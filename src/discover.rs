//! Job assembly: turn the input path into a flat list of decompile jobs.
//!
//! Input is classified as a directory, an archive container, or a single
//! class file; anything else is rejected before any work is scheduled.
//! Archives are unpacked in parallel through the engine's fire-and-forget
//! variant. Loose class files are copied under the output root first, so the
//! decompiler never writes into the input tree.

use std::fs;
use std::path::{Path, PathBuf};

use anyhow::{bail, Context, Result};
use ignore::WalkBuilder;
use tracing::{info, warn};

use crate::archive;
use crate::config::DecompilerConfig;
use crate::engine::TaskManager;
use crate::model::DecompileJob;

/// Build the job list for the configured input.
///
/// Fails fast on a missing input or an unrecognized input kind; these are the
/// only errors of the orchestration that surface as hard failures.
pub fn assemble_jobs(config: &DecompilerConfig, engine: &TaskManager) -> Result<Vec<DecompileJob>> {
    let input = &config.input_path;
    if !input.exists() {
        bail!("input path does not exist: {}", input.display());
    }
    if input.is_dir() {
        jobs_from_directory(input, &config.output_path, engine)
    } else if archive::is_archive_file(input) {
        jobs_from_archive(input, &config.output_path)
    } else if is_class_file(input) {
        jobs_from_class_file(input, &config.output_path)
    } else {
        bail!(
            "input must be a .class file, an archive (.jar/.war/.ear/.aar) or a directory: {}",
            input.display()
        );
    }
}

fn is_class_file(path: &Path) -> bool {
    path.is_file()
        && path
            .extension()
            .and_then(|e| e.to_str())
            .map(|e| e.eq_ignore_ascii_case("class"))
            .unwrap_or(false)
}

/// Stem an archive name for its extraction directory.
fn archive_dir_name(archive_path: &Path) -> String {
    archive_path
        .file_stem()
        .map(|s| s.to_string_lossy().into_owned())
        .unwrap_or_else(|| "archive".to_string())
}

/// Walk a tree collecting every `.class` file under it.
fn collect_class_files(root: &Path) -> Vec<PathBuf> {
    let mut classes = Vec::new();
    // Standard filters off: hidden files and ignore files are irrelevant for
    // extracted bytecode trees.
    let walker = WalkBuilder::new(root)
        .standard_filters(false)
        .follow_links(false)
        .build();
    for entry in walker {
        match entry {
            Ok(entry) => {
                if entry.file_type().map_or(false, |ft| ft.is_file())
                    && is_class_file(entry.path())
                {
                    classes.push(entry.path().to_path_buf());
                }
            }
            Err(e) => warn!("walk error: {e}"),
        }
    }
    classes
}

/// Directory input: unpack every archive found in the tree (in parallel) and
/// copy every loose class file under the output root, preserving relative
/// paths.
fn jobs_from_directory(
    dir: &Path,
    output: &Path,
    engine: &TaskManager,
) -> Result<Vec<DecompileJob>> {
    fs::create_dir_all(output)
        .with_context(|| format!("failed to create output directory {}", output.display()))?;

    info!("processing directory {}", dir.display());

    let mut archives = Vec::new();
    let mut classes = Vec::new();
    let walker = WalkBuilder::new(dir)
        .standard_filters(false)
        .follow_links(false)
        .build();
    for entry in walker {
        match entry {
            Ok(entry) => {
                if !entry.file_type().map_or(false, |ft| ft.is_file()) {
                    continue;
                }
                let path = entry.path();
                if archive::is_archive_file(path) {
                    archives.push(path.to_path_buf());
                } else if is_class_file(path) {
                    classes.push(path.to_path_buf());
                }
            }
            Err(e) => warn!("walk error: {e}"),
        }
    }

    info!(
        "found {} archives and {} class files",
        archives.len(),
        classes.len()
    );

    // Unpack all archives in parallel. Extraction targets are derived up
    // front; afterwards only the directories that materialized are walked, so
    // a failed extraction costs its own archive and nothing else.
    let extract_dirs: Vec<(PathBuf, PathBuf)> = archives
        .into_iter()
        .map(|a| {
            let target = output.join(archive_dir_name(&a));
            (a, target)
        })
        .collect();
    let ops: Vec<Box<dyn FnOnce() -> Result<()> + Send>> = extract_dirs
        .iter()
        .map(|(archive_path, target)| {
            let archive_path = archive_path.clone();
            let target = target.clone();
            Box::new(move || archive::extract_archive(&archive_path, &target))
                as Box<dyn FnOnce() -> Result<()> + Send>
        })
        .collect();
    engine.execute_and_wait(ops);

    let mut jobs = Vec::new();

    // Loose class files are copied under the output root so decompilation
    // writes next to the copy, never into the input tree.
    for class in &classes {
        let relative = class
            .strip_prefix(dir)
            .with_context(|| format!("class file outside input root: {}", class.display()))?;
        let target_dir = match relative.parent() {
            Some(parent) => output.join(parent),
            None => output.to_path_buf(),
        };
        fs::create_dir_all(&target_dir)
            .with_context(|| format!("failed to create directory {}", target_dir.display()))?;
        let file_name = class
            .file_name()
            .with_context(|| format!("class file has no name: {}", class.display()))?;
        let target = target_dir.join(file_name);
        fs::copy(class, &target)
            .with_context(|| format!("failed to copy {}", class.display()))?;
        jobs.push(DecompileJob::new(target, target_dir).with_relative_path(relative));
    }

    // Classes unpacked from archives decompile in place.
    for (archive_path, target) in &extract_dirs {
        if !target.is_dir() {
            continue;
        }
        let unpacked = collect_class_files(target);
        info!(
            "unpacked {} class files from {}",
            unpacked.len(),
            archive_path.display()
        );
        jobs.extend(jobs_for_unpacked_classes(unpacked));
    }

    info!("prepared {} decompile jobs", jobs.len());
    Ok(jobs)
}

/// Single-archive input: unpack into `<output>/<archive-stem>/` and
/// decompile the classes in place.
fn jobs_from_archive(archive_path: &Path, output: &Path) -> Result<Vec<DecompileJob>> {
    fs::create_dir_all(output)
        .with_context(|| format!("failed to create output directory {}", output.display()))?;

    let target = output.join(archive_dir_name(archive_path));
    archive::extract_archive(archive_path, &target)?;

    let unpacked = if target.is_dir() {
        collect_class_files(&target)
    } else {
        Vec::new()
    };
    info!(
        "unpacked {} class files from {}",
        unpacked.len(),
        archive_path.display()
    );
    Ok(jobs_for_unpacked_classes(unpacked))
}

/// Single-class input: copy into the output root and emit one job.
fn jobs_from_class_file(class: &Path, output: &Path) -> Result<Vec<DecompileJob>> {
    fs::create_dir_all(output)
        .with_context(|| format!("failed to create output directory {}", output.display()))?;

    let file_name = class
        .file_name()
        .with_context(|| format!("class file has no name: {}", class.display()))?;
    let target = output.join(file_name);
    fs::copy(class, &target).with_context(|| format!("failed to copy {}", class.display()))?;

    Ok(vec![DecompileJob::new(target, output)])
}

fn jobs_for_unpacked_classes(classes: Vec<PathBuf>) -> Vec<DecompileJob> {
    classes
        .into_iter()
        .filter_map(|class| {
            let dest = class.parent()?.to_path_buf();
            Some(DecompileJob::new(class, dest))
        })
        .collect()
}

### Instructions to follow
Within the entries, how many lines contain the word "Some"? Answer with a number alone.

### Task result
2